▸ Exercise: Go through the records and give each one again exactly.

Collected data
%%
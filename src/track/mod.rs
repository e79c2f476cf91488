//! # Tracks
//!
//! * [`param::TrackParam`] – Kalman state and its transport between radii and sectors
//! * [`candidate::TrackCandidate`] – per-row cluster bookkeeping and lifecycle status

pub mod candidate;
pub mod param;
%%
▸ Task output:
filename src/track/mod.rs
repository e79c2f476cf91488
//! # Tracks
//!
//! * [`param::TrackParam`] – Kalman state and its transport between radii and sectors
//! * [`candidate::TrackCandidate`] – per-row cluster bookkeeping and lifecycle status

pub mod candidate;
pub mod param;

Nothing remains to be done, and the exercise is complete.